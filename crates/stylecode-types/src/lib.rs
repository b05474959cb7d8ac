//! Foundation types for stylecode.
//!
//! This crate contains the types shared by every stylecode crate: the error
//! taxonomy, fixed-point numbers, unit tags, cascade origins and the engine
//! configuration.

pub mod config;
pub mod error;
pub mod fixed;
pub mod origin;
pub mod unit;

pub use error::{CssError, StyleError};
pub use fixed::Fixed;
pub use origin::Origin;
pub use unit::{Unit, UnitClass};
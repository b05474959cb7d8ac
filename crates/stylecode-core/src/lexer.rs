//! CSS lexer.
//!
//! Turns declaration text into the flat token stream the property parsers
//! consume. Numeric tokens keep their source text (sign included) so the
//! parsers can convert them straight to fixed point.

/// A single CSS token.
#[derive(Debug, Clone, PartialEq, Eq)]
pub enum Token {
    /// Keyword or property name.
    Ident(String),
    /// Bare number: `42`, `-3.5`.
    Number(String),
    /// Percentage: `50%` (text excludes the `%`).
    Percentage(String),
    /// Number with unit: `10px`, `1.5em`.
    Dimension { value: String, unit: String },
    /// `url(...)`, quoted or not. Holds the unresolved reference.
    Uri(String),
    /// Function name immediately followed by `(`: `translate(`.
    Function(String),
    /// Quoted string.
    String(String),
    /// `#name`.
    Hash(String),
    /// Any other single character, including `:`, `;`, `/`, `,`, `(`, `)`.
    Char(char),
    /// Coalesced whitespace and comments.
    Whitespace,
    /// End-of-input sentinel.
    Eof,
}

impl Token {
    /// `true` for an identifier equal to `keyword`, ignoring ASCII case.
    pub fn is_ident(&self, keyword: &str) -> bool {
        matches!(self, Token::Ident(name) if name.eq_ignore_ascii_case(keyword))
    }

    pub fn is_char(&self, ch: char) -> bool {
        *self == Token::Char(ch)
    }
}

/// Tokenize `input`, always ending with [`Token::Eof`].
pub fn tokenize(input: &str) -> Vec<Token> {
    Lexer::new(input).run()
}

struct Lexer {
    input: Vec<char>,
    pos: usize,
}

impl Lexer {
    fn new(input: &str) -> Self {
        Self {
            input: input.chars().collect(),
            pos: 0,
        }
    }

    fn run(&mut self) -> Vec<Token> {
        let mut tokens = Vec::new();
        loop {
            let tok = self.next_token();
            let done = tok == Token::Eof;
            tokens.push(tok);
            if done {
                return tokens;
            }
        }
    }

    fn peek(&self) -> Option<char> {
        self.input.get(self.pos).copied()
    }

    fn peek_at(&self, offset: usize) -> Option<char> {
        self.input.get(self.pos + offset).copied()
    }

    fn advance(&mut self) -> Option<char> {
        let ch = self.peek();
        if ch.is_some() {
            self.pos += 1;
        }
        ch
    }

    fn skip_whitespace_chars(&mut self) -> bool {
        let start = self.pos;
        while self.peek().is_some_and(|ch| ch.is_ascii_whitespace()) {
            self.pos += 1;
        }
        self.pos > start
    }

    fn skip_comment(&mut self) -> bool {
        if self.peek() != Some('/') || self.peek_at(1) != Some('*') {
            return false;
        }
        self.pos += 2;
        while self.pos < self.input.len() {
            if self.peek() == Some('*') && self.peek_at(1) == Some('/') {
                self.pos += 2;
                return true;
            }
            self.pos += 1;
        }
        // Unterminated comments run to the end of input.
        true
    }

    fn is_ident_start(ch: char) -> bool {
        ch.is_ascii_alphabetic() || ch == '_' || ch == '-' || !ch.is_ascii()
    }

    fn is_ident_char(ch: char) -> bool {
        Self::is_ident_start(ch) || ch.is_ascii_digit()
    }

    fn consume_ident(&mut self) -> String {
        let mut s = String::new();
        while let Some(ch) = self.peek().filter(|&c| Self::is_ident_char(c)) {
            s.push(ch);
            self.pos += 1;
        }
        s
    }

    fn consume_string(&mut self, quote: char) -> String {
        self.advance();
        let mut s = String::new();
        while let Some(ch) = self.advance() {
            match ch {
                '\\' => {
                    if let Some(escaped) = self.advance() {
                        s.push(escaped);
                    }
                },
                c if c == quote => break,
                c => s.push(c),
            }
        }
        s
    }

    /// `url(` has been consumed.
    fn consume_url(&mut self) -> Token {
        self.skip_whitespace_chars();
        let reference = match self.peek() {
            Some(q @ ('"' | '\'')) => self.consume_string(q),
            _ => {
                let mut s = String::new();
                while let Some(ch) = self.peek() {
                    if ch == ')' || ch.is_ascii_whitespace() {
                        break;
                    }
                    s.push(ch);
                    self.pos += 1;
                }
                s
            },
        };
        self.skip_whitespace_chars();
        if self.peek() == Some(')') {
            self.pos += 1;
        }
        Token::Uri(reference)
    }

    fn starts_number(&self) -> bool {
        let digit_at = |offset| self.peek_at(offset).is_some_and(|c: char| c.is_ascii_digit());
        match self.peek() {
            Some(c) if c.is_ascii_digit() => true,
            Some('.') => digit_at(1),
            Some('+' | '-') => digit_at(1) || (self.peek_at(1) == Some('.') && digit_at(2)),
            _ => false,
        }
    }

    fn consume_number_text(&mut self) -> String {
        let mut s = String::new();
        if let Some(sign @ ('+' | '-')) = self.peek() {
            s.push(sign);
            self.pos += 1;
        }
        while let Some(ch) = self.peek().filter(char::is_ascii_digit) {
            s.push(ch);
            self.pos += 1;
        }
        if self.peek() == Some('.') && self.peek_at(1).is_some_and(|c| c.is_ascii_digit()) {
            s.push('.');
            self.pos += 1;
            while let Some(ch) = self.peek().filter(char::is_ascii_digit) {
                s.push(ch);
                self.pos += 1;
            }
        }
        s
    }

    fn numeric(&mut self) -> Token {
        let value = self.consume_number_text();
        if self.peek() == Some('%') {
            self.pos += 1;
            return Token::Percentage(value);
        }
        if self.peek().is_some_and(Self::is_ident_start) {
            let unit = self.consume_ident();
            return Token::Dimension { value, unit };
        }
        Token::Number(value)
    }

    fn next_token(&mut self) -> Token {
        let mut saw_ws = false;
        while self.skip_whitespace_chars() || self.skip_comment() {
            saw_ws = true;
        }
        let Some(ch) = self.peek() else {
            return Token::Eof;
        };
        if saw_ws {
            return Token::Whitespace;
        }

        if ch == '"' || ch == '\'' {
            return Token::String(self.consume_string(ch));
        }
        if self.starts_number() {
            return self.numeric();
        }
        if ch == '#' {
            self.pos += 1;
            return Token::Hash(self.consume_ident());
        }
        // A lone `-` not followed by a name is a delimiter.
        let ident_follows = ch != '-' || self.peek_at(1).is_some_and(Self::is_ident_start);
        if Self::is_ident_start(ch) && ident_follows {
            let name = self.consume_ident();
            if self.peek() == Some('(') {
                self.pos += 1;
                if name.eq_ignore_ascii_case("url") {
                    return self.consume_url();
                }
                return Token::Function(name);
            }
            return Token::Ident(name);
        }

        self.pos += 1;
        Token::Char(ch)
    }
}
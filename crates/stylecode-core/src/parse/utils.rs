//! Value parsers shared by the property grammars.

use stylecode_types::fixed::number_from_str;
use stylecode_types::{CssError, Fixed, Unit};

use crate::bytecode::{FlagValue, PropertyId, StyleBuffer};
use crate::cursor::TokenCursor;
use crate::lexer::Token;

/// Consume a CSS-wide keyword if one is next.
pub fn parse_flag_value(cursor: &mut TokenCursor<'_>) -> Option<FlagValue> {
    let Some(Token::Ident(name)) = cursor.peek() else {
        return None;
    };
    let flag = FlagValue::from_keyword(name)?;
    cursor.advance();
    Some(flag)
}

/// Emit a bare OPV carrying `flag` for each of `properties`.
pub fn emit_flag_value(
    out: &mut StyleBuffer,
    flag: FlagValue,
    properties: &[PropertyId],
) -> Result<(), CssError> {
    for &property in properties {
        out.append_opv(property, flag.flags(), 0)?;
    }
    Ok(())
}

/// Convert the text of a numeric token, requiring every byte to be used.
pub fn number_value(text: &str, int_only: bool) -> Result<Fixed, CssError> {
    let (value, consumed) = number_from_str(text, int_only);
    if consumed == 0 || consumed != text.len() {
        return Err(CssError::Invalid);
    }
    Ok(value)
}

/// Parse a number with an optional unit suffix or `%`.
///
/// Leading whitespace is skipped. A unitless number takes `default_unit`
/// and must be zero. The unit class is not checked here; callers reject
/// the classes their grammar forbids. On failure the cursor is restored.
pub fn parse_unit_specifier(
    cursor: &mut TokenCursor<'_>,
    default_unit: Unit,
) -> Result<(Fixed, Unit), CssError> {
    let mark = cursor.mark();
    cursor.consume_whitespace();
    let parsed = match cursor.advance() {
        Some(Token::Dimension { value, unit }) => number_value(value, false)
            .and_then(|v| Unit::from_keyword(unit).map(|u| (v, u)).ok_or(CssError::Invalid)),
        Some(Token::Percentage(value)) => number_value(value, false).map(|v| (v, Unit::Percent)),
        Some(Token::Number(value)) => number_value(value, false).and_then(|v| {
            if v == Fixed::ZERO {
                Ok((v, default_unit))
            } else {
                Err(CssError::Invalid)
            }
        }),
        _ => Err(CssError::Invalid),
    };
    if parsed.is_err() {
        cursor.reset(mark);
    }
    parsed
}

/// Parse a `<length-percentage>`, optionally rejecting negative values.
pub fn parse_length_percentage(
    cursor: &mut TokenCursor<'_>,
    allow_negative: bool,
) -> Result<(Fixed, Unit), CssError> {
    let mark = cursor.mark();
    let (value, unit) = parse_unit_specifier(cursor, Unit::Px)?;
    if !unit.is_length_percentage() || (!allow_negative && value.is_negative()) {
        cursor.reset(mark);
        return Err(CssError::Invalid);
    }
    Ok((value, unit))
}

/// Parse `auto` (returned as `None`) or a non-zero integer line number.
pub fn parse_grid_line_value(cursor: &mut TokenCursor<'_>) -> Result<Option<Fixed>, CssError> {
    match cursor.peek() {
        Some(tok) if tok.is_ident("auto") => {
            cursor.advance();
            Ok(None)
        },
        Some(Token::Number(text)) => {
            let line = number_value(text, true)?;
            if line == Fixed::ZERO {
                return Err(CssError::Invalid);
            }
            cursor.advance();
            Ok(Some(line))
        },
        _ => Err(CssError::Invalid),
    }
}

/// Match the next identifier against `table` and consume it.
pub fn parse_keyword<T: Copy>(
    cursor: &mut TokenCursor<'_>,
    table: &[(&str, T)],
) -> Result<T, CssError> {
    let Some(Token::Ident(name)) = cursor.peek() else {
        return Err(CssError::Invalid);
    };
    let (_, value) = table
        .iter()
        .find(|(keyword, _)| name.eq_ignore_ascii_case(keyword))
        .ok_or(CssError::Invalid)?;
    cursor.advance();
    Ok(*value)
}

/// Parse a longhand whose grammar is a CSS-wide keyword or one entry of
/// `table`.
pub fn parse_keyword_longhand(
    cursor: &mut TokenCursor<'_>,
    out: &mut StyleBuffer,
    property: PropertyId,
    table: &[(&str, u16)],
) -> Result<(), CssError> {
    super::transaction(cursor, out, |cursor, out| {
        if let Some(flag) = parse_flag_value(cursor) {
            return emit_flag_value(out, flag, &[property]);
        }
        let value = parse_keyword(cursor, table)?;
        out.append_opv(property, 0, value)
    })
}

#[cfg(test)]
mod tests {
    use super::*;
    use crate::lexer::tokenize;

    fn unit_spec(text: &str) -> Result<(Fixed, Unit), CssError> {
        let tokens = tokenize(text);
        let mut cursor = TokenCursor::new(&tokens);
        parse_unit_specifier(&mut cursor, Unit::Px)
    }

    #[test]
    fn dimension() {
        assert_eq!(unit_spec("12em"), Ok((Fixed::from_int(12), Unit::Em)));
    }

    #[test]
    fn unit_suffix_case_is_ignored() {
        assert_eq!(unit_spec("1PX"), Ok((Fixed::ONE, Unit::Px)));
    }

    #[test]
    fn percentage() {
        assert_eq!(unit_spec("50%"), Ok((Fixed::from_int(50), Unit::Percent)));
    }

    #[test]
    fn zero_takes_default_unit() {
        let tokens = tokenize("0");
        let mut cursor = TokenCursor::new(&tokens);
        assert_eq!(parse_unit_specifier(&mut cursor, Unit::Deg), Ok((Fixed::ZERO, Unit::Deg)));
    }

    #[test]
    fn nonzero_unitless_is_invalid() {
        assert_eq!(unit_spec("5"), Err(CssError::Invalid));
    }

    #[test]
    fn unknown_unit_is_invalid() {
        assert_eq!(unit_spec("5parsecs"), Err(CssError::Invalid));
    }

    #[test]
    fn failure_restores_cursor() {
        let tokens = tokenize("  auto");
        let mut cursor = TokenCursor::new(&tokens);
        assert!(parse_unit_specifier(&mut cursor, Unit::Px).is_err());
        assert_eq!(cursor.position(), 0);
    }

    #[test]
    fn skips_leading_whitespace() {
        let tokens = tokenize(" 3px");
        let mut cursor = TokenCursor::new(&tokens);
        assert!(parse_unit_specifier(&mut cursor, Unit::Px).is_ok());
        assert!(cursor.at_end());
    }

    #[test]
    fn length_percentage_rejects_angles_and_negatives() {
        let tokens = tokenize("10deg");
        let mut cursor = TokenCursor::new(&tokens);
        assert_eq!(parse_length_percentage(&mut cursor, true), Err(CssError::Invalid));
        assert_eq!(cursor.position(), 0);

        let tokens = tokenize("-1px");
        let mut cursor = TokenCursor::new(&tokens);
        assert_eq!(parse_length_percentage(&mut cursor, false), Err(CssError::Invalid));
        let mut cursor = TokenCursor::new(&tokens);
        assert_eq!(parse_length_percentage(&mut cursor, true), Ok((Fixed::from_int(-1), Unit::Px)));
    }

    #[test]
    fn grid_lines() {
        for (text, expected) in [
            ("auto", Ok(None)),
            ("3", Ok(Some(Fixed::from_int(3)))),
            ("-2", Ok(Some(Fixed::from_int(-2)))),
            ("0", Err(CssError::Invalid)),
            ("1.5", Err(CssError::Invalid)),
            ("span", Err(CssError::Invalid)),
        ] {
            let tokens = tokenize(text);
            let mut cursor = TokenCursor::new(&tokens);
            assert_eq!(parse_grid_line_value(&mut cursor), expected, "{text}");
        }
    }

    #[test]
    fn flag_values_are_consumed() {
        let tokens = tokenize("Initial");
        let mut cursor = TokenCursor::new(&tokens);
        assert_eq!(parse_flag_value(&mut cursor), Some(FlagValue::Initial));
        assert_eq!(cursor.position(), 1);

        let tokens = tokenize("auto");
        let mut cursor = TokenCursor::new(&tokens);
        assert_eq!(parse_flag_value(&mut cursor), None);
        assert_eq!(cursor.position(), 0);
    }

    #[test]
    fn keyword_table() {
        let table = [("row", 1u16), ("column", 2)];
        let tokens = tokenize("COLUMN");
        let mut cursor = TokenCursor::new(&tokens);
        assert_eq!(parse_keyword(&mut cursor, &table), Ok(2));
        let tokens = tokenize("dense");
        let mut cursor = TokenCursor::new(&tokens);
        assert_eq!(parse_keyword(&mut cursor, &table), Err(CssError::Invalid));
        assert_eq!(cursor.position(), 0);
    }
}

· · ·

*WHAT TO PRODUCE*.
Considering the records above, state how many lines contain the word "input", with nothing else in your reply.

*RESPONSE FOR THIS EXERCISE*.
11